Reproduce the data exactly.

-=-=-

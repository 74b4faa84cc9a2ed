//! SQLite-based storage.
//!
//! Provides persistent storage for:
//! - Timer session records, one per learner (the durable store)
//! - Key-value store for local-only state such as unauthenticated settings

use std::path::Path;

use chrono::{DateTime, Utc};
use rusqlite::{params, Connection, OptionalExtension};

use super::data_dir;
use crate::error::{CoreError, DatabaseError};

/// Stored session row: the serialized record and its `updated_at`.
#[derive(Debug, Clone, PartialEq)]
pub struct SessionRow {
    pub learner_id: String,
    pub record_json: String,
    pub updated_at: DateTime<Utc>,
}

/// SQLite database for timer sessions and local key-value state.
pub struct Database {
    conn: Connection,
}

impl Database {
    /// Get a reference to the underlying SQLite connection.
    pub fn conn(&self) -> &Connection {
        &self.conn
    }

    /// Open the database at `~/.config/homeroom/homeroom.db`.
    ///
    /// Creates the database file and schema if they don't exist.
    pub fn open() -> Result<Self, CoreError> {
        let path = data_dir()?.join("homeroom.db");
        Self::open_at(&path)
    }

    pub fn open_at(path: &Path) -> Result<Self, CoreError> {
        let conn = Connection::open(path).map_err(|source| DatabaseError::OpenFailed {
            path: path.to_path_buf(),
            source,
        })?;
        let db = Self { conn };
        db.migrate()?;
        Ok(db)
    }

    /// Open an in-memory database.
    pub fn open_memory() -> Result<Self, CoreError> {
        let conn = Connection::open_in_memory()?;
        let db = Self { conn };
        db.migrate()?;
        Ok(db)
    }

    fn migrate(&self) -> Result<(), DatabaseError> {
        self.conn
            .execute_batch(
                "CREATE TABLE IF NOT EXISTS timer_sessions (
                    learner_id  TEXT PRIMARY KEY,
                    record      TEXT NOT NULL,
                    updated_at  TEXT NOT NULL
                );

                CREATE TABLE IF NOT EXISTS kv (
                    key   TEXT PRIMARY KEY,
                    value TEXT NOT NULL
                );

                CREATE INDEX IF NOT EXISTS idx_timer_sessions_updated_at ON timer_sessions(updated_at);",
            )
            .map_err(|e| DatabaseError::MigrationFailed(e.to_string()))
    }

    /// Insert or replace the session record for a learner.
    pub fn upsert_session(
        &self,
        learner_id: &str,
        record_json: &str,
        updated_at: DateTime<Utc>,
    ) -> Result<(), DatabaseError> {
        self.conn.execute(
            "INSERT INTO timer_sessions (learner_id, record, updated_at)
             VALUES (?1, ?2, ?3)
             ON CONFLICT(learner_id) DO UPDATE SET record = excluded.record, updated_at = excluded.updated_at",
            params![learner_id, record_json, updated_at.to_rfc3339()],
        )?;
        Ok(())
    }

    /// Point query for one learner's session record.
    pub fn load_session(&self, learner_id: &str) -> Result<Option<SessionRow>, DatabaseError> {
        let row = self
            .conn
            .query_row(
                "SELECT learner_id, record, updated_at FROM timer_sessions WHERE learner_id = ?1",
                params![learner_id],
                |row| {
                    Ok((
                        row.get::<_, String>(0)?,
                        row.get::<_, String>(1)?,
                        row.get::<_, String>(2)?,
                    ))
                },
            )
            .optional()?;

        row.map(|(learner_id, record_json, updated_at)| {
            let updated_at = DateTime::parse_from_rfc3339(&updated_at)
                .map_err(|e| DatabaseError::QueryFailed(format!("invalid updated_at: {e}")))?
                .with_timezone(&Utc);
            Ok(SessionRow {
                learner_id,
                record_json,
                updated_at,
            })
        })
        .transpose()
    }

    /// Learner ids with a stored session, most recently updated first.
    pub fn list_learners(&self) -> Result<Vec<String>, DatabaseError> {
        let mut stmt = self
            .conn
            .prepare("SELECT learner_id FROM timer_sessions ORDER BY updated_at DESC")?;
        let rows = stmt.query_map([], |row| row.get::<_, String>(0))?;
        let mut learners = Vec::new();
        for row in rows {
            learners.push(row?);
        }
        Ok(learners)
    }

    /// Get a value from the kv store.
    pub fn kv_get(&self, key: &str) -> Result<Option<String>, DatabaseError> {
        let mut stmt = self.conn.prepare("SELECT value FROM kv WHERE key = ?1")?;
        let result = stmt.query_row(params![key], |row| row.get::<_, String>(0));
        match result {
            Ok(v) => Ok(Some(v)),
            Err(rusqlite::Error::QueryReturnedNoRows) => Ok(None),
            Err(e) => Err(e.into()),
        }
    }

    /// Set a value in the kv store.
    pub fn kv_set(&self, key: &str, value: &str) -> Result<(), DatabaseError> {
        self.conn.execute(
            "INSERT OR REPLACE INTO kv (key, value) VALUES (?1, ?2)",
            params![key, value],
        )?;
        Ok(())
    }
}

#[cfg(test)]
mod tests {
    use super::*;
    use chrono::{Duration, TimeZone};

    fn t0() -> DateTime<Utc> {
        Utc.with_ymd_and_hms(2026, 3, 2, 9, 0, 0).unwrap()
    }

    #[test]
    fn upsert_and_load_session() {
        let db = Database::open_memory().unwrap();
        assert!(db.load_session("ada").unwrap().is_none());

        db.upsert_session("ada", r#"{"v":1}"#, t0()).unwrap();
        db.upsert_session("ada", r#"{"v":2}"#, t0() + Duration::seconds(5))
            .unwrap();

        let row = db.load_session("ada").unwrap().unwrap();
        assert_eq!(row.record_json, r#"{"v":2}"#);
        assert_eq!(row.updated_at, t0() + Duration::seconds(5));
    }

    #[test]
    fn learners_listed_newest_first() {
        let db = Database::open_memory().unwrap();
        db.upsert_session("ada", "{}", t0()).unwrap();
        db.upsert_session("grace", "{}", t0() + Duration::seconds(1))
            .unwrap();
        assert_eq!(db.list_learners().unwrap(), vec!["grace", "ada"]);
    }

    #[test]
    fn kv_roundtrip() {
        let db = Database::open_memory().unwrap();
        assert_eq!(db.kv_get("missing").unwrap(), None);
        db.kv_set("k", "v1").unwrap();
        db.kv_set("k", "v2").unwrap();
        assert_eq!(db.kv_get("k").unwrap().as_deref(), Some("v2"));
    }

    #[test]
    fn file_database_persists() {
        let dir = tempfile::tempdir().unwrap();
        let path = dir.path().join("homeroom.db");
        {
            let db = Database::open_at(&path).unwrap();
            db.kv_set("k", "kept").unwrap();
        }
        let db = Database::open_at(&path).unwrap();
        assert_eq!(db.kv_get("k").unwrap().as_deref(), Some("kept"));
    }
}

-=-=-

• _Task output_
repository 74b4faa84cc9a2ed
//! SQLite-based storage.
//!
//! Provides persistent storage for:
//! - Timer session records, one per learner (the durable store)
//! - Key-value store for local-only state such as unauthenticated settings

use std::path::Path;

use chrono::{DateTime, Utc};
use rusqlite::{params, Connection, OptionalExtension};

use super::data_dir;
use crate::error::{CoreError, DatabaseError};

/// Stored session row: the serialized record and its `updated_at`.
#[derive(Debug, Clone, PartialEq)]
pub struct SessionRow {
    pub learner_id: String,
    pub record_json: String,
    pub updated_at: DateTime<Utc>,
}

/// SQLite database for timer sessions and local key-value state.
pub struct Database {
    conn: Connection,
}

impl Database {
    /// Get a reference to the underlying SQLite connection.
    pub fn conn(&self) -> &Connection {
        &self.conn
    }

    /// Open the database at `~/.config/homeroom/homeroom.db`.
    ///
    /// Creates the database file and schema if they don't exist.
    pub fn open() -> Result<Self, CoreError> {
        let path = data_dir()?.join("homeroom.db");
        Self::open_at(&path)
    }

    pub fn open_at(path: &Path) -> Result<Self, CoreError> {
        let conn = Connection::open(path).map_err(|source| DatabaseError::OpenFailed {
            path: path.to_path_buf(),
            source,
        })?;
        let db = Self { conn };
        db.migrate()?;
        Ok(db)
    }

    /// Open an in-memory database.
    pub fn open_memory() -> Result<Self, CoreError> {
        let conn = Connection::open_in_memory()?;
        let db = Self { conn };
        db.migrate()?;
        Ok(db)
    }

    fn migrate(&self) -> Result<(), DatabaseError> {
        self.conn
            .execute_batch(
                "CREATE TABLE IF NOT EXISTS timer_sessions (
                    learner_id  TEXT PRIMARY KEY,
                    record      TEXT NOT NULL,
                    updated_at  TEXT NOT NULL
                );

                CREATE TABLE IF NOT EXISTS kv (
                    key   TEXT PRIMARY KEY,
                    value TEXT NOT NULL
                );

                CREATE INDEX IF NOT EXISTS idx_timer_sessions_updated_at ON timer_sessions(updated_at);",
            )
            .map_err(|e| DatabaseError::MigrationFailed(e.to_string()))
    }

    /// Insert or replace the session record for a learner.
    pub fn upsert_session(
        &self,
        learner_id: &str,
        record_json: &str,
        updated_at: DateTime<Utc>,
    ) -> Result<(), DatabaseError> {
        self.conn.execute(
            "INSERT INTO timer_sessions (learner_id, record, updated_at)
             VALUES (?1, ?2, ?3)
             ON CONFLICT(learner_id) DO UPDATE SET record = excluded.record, updated_at = excluded.updated_at",
            params![learner_id, record_json, updated_at.to_rfc3339()],
        )?;
        Ok(())
    }

    /// Point query for one learner's session record.
    pub fn load_session(&self, learner_id: &str) -> Result<Option<SessionRow>, DatabaseError> {
        let row = self
            .conn
            .query_row(
                "SELECT learner_id, record, updated_at FROM timer_sessions WHERE learner_id = ?1",
                params![learner_id],
                |row| {
                    Ok((
                        row.get::<_, String>(0)?,
                        row.get::<_, String>(1)?,
                        row.get::<_, String>(2)?,
                    ))
                },
            )
            .optional()?;

        row.map(|(learner_id, record_json, updated_at)| {
            let updated_at = DateTime::parse_from_rfc3339(&updated_at)
                .map_err(|e| DatabaseError::QueryFailed(format!("invalid updated_at: {e}")))?
                .with_timezone(&Utc);
            Ok(SessionRow {
                learner_id,
                record_json,
                updated_at,
            })
        })
        .transpose()
    }

    /// Learner ids with a stored session, most recently updated first.
    pub fn list_learners(&self) -> Result<Vec<String>, DatabaseError> {
        let mut stmt = self
            .conn
            .prepare("SELECT learner_id FROM timer_sessions ORDER BY updated_at DESC")?;
        let rows = stmt.query_map([], |row| row.get::<_, String>(0))?;
        let mut learners = Vec::new();
        for row in rows {
            learners.push(row?);
        }
        Ok(learners)
    }

    /// Get a value from the kv store.
    pub fn kv_get(&self, key: &str) -> Result<Option<String>, DatabaseError> {
        let mut stmt = self.conn.prepare("SELECT value FROM kv WHERE key = ?1")?;
        let result = stmt.query_row(params![key], |row| row.get::<_, String>(0));
        match result {
            Ok(v) => Ok(Some(v)),
            Err(rusqlite::Error::QueryReturnedNoRows) => Ok(None),
            Err(e) => Err(e.into()),
        }
    }

    /// Set a value in the kv store.
    pub fn kv_set(&self, key: &str, value: &str) -> Result<(), DatabaseError> {
        self.conn.execute(
            "INSERT OR REPLACE INTO kv (key, value) VALUES (?1, ?2)",
            params![key, value],
        )?;
        Ok(())
    }
}

#[cfg(test)]
mod tests {
    use super::*;
    use chrono::{Duration, TimeZone};

    fn t0() -> DateTime<Utc> {
        Utc.with_ymd_and_hms(2026, 3, 2, 9, 0, 0).unwrap()
    }

    #[test]
    fn upsert_and_load_session() {
        let db = Database::open_memory().unwrap();
        assert!(db.load_session("ada").unwrap().is_none());

        db.upsert_session("ada", r#"{"v":1}"#, t0()).unwrap();
        db.upsert_session("ada", r#"{"v":2}"#, t0() + Duration::seconds(5))
            .unwrap();

        let row = db.load_session("ada").unwrap().unwrap();
        assert_eq!(row.record_json, r#"{"v":2}"#);
        assert_eq!(row.updated_at, t0() + Duration::seconds(5));
    }

    #[test]
    fn learners_listed_newest_first() {
        let db = Database::open_memory().unwrap();
        db.upsert_session("ada", "{}", t0()).unwrap();
        db.upsert_session("grace", "{}", t0() + Duration::seconds(1))
            .unwrap();
        assert_eq!(db.list_learners().unwrap(), vec!["grace", "ada"]);
    }

    #[test]
    fn kv_roundtrip() {
        let db = Database::open_memory().unwrap();
        assert_eq!(db.kv_get("missing").unwrap(), None);
        db.kv_set("k", "v1").unwrap();
        db.kv_set("k", "v2").unwrap();
        assert_eq!(db.kv_get("k").unwrap().as_deref(), Some("v2"));
    }

    #[test]
    fn file_database_persists() {
        let dir = tempfile::tempdir().unwrap();
        let path = dir.path().join("homeroom.db");
        {
            let db = Database::open_at(&path).unwrap();
            db.kv_set("k", "kept").unwrap();
        }
        let db = Database::open_at(&path).unwrap();
        assert_eq!(db.kv_get("k").unwrap().as_deref(), Some("kept"));
    }
}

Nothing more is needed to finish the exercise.